The World Health Organization (WHO) said hundreds of cases of monkeypox have emerged beyond African countries where the disease is usually detected, warning that the virus has likely spread under the radar.

“Investigations are ongoing, but the sudden appearance of monkeypox in many countries at the same time suggests that there may have been undetected transmission for some time,” the WHO director-general said Wednesday. Tedros Adhanom Ghebreyesus.

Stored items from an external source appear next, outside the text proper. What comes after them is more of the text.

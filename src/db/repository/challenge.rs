use chrono::{DateTime, Utc};
use rusqlite::{params, Connection};
use uuid::Uuid;

use super::candidate::parse_uuid;
use crate::db::DatabaseError;
use crate::models::{AnalysisOutcome, ChallengeRecord};

/// Persist an extracted challenge record.
///
/// `(company_name, source_url)` is unique — re-running the pipeline for the
/// same source surfaces `DatabaseError::Duplicate`, which the orchestrator
/// treats as a non-critical persistence warning.
pub fn insert_challenge(
    conn: &Connection,
    challenge: &ChallengeRecord,
) -> Result<(), DatabaseError> {
    let extracted = serde_json::to_string(&challenge.extracted_challenges)
        .unwrap_or_else(|_| "[]".to_string());
    let analysis = serde_json::to_string(&challenge.analysis)
        .unwrap_or_else(|_| "{}".to_string());

    conn.execute(
        "INSERT INTO challenges
            (id, company_name, source_url, extracted_challenges, analysis, created_at)
         VALUES (?1, ?2, ?3, ?4, ?5, ?6)",
        params![
            challenge.id.to_string(),
            challenge.company_name,
            challenge.source_url,
            extracted,
            analysis,
            challenge.created_at.to_rfc3339(),
        ],
    )
    .map_err(|e| match e {
        rusqlite::Error::SqliteFailure(err, _)
            if err.code == rusqlite::ErrorCode::ConstraintViolation =>
        {
            DatabaseError::Duplicate {
                entity_type: "challenge".into(),
                key: format!("{} / {}", challenge.company_name, challenge.source_url),
            }
        }
        other => other.into(),
    })?;
    Ok(())
}

pub fn get_challenge(conn: &Connection, id: &Uuid) -> Result<ChallengeRecord, DatabaseError> {
    conn.query_row(
        "SELECT id, company_name, source_url, extracted_challenges, analysis, created_at
         FROM challenges WHERE id = ?1",
        params![id.to_string()],
        |row| {
            let id_str: String = row.get(0)?;
            let extracted_json: String = row.get(3)?;
            let analysis_json: String = row.get(4)?;
            let created_at_str: String = row.get(5)?;
            Ok(ChallengeRecord {
                id: parse_uuid(&id_str, 0)?,
                company_name: row.get(1)?,
                source_url: row.get(2)?,
                extracted_challenges: serde_json::from_str(&extracted_json)
                    .unwrap_or_default(),
                analysis: serde_json::from_str(&analysis_json).unwrap_or(
                    AnalysisOutcome::Degraded {
                        raw: analysis_json.clone(),
                    },
                ),
                created_at: parse_timestamp(&created_at_str),
            })
        },
    )
    .map_err(|e| match e {
        rusqlite::Error::QueryReturnedNoRows => DatabaseError::NotFound {
            entity_type: "challenge".into(),
            id: id.to_string(),
        },
        other => other.into(),
    })
}

pub(crate) fn parse_timestamp(value: &str) -> DateTime<Utc> {
    DateTime::parse_from_rfc3339(value)
        .map(|dt| dt.with_timezone(&Utc))
        .unwrap_or_else(|_| Utc::now())
}

#[cfg(test)]
mod tests {
    use super::*;
    use crate::db::sqlite::open_memory_database;
    use crate::models::{ChallengeAnalysis, Urgency};

    fn sample_challenge(company: &str, url: &str) -> ChallengeRecord {
        ChallengeRecord {
            id: Uuid::new_v4(),
            company_name: company.into(),
            source_url: url.into(),
            extracted_challenges: vec!["slow lead follow-up".into()],
            analysis: AnalysisOutcome::Structured {
                items: vec![ChallengeAnalysis {
                    categories: vec!["sales".into()],
                    urgency: Urgency::High,
                    keywords: vec!["crm".into(), "follow-up".into()],
                }],
            },
            created_at: Utc::now(),
        }
    }

    #[test]
    fn insert_and_get_roundtrip() {
        let conn = open_memory_database().unwrap();
        let challenge = sample_challenge("Acme", "https://example.com/a");
        insert_challenge(&conn, &challenge).unwrap();

        let loaded = get_challenge(&conn, &challenge.id).unwrap();
        assert_eq!(loaded.company_name, "Acme");
        assert_eq!(loaded.extracted_challenges.len(), 1);
        assert_eq!(loaded.analysis.items().len(), 1);
        assert_eq!(loaded.analysis.items()[0].urgency, Urgency::High);
    }

    #[test]
    fn duplicate_company_and_source_is_reported() {
        let conn = open_memory_database().unwrap();
        insert_challenge(&conn, &sample_challenge("Acme", "https://example.com/a"))
            .unwrap();
        let result =
            insert_challenge(&conn, &sample_challenge("Acme", "https://example.com/a"));
        assert!(matches!(result, Err(DatabaseError::Duplicate { .. })));
    }

    #[test]
    fn same_company_different_source_is_allowed() {
        let conn = open_memory_database().unwrap();
        insert_challenge(&conn, &sample_challenge("Acme", "https://example.com/a"))
            .unwrap();
        insert_challenge(&conn, &sample_challenge("Acme", "https://example.com/b"))
            .unwrap();
    }

    #[test]
    fn degraded_analysis_survives_roundtrip() {
        let conn = open_memory_database().unwrap();
        let mut challenge = sample_challenge("Beta", "https://example.com/b");
        challenge.analysis = AnalysisOutcome::Degraded {
            raw: "free-form oracle text".into(),
        };
        insert_challenge(&conn, &challenge).unwrap();

        let loaded = get_challenge(&conn, &challenge.id).unwrap();
        assert!(loaded.analysis.is_degraded());
    }
}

Since the UK first reported a confirmed case of monkeypox on May 7, more than 550 confirmed cases of the disease have been verified in 30 countries outside of the West and Central African countries where it is endemic, the WHO said.

Rosamund Lewis, the UN health agency’s top monkeypox specialist, said the outbreak of so many cases in much of Europe and other countries where it is not has never been seen before “is clearly cause for concern, and suggests undetected transmission for some time.” .

“We don’t know if it’s weeks or months or maybe a few years,” she said, adding “we don’t really know if it’s too late to contain.”

Monkeypox is related to smallpox, which killed millions of people worldwide each year before being eradicated in 1980.

But monkeypox, which is spread through close contact, is much less serious, with symptoms usually including high fever and a chickenpox-like rash that goes away after a few weeks.

Call to fight stigma

So far, most cases have been reported in men who have sex with men, although experts point out that there is no evidence that monkeypox is sexually transmitted.

“Anyone can get infected with monkeypox if they have close physical contact with someone else who is infected,” Tedros said.

He urged everyone to help “address stigma, which is not only bad, it could also prevent infected people from seeking treatment, making it harder to stop transmission.”

The WHO, he said, “also urges affected countries to expand their surveillance.”

Lewis insisted it was vital “that we all work together to prevent the spread”, through contact tracing and the isolation of people with the disease.

Vaccines developed against smallpox have also been shown to be around 85% effective in preventing monkeypox, but they are rare.

WHO does not suggest mass vaccination, but rather targeted use in certain settings to protect health workers and those most at risk of infection.

Lewis pointed out that cases of monkeypox have also increased in endemic countries, where thousands of people fall ill with the disease each year, with around 70 deaths from the virus reported in five African countries so far this year.

The death rate from monkeypox is generally quite low and no deaths have been reported among confirmed cases outside of endemic countries.

But Maria Van Kerkhove, the WHO’s head of emerging diseases, warned that while no deaths had been reported, that could change if the virus spread to more vulnerable populations.

Endemic disease alert

Meanwhile, WHO Emergency Director Mike Ryan warned on Wednesday that outbreaks of endemic diseases, including monkeypox and Lassa fever, are becoming more persistent and frequent.

As climate change contributes to rapidly changing weather patterns like drought, animals and humans are changing their foraging behavior. As a result, diseases that typically circulate in animals are increasingly spreading to humans, he said.

“Unfortunately,” Ryan warned, “this ability to amplify this disease and advance it within our communities is increasing – so the disease emergence and amplifying factors have increased.”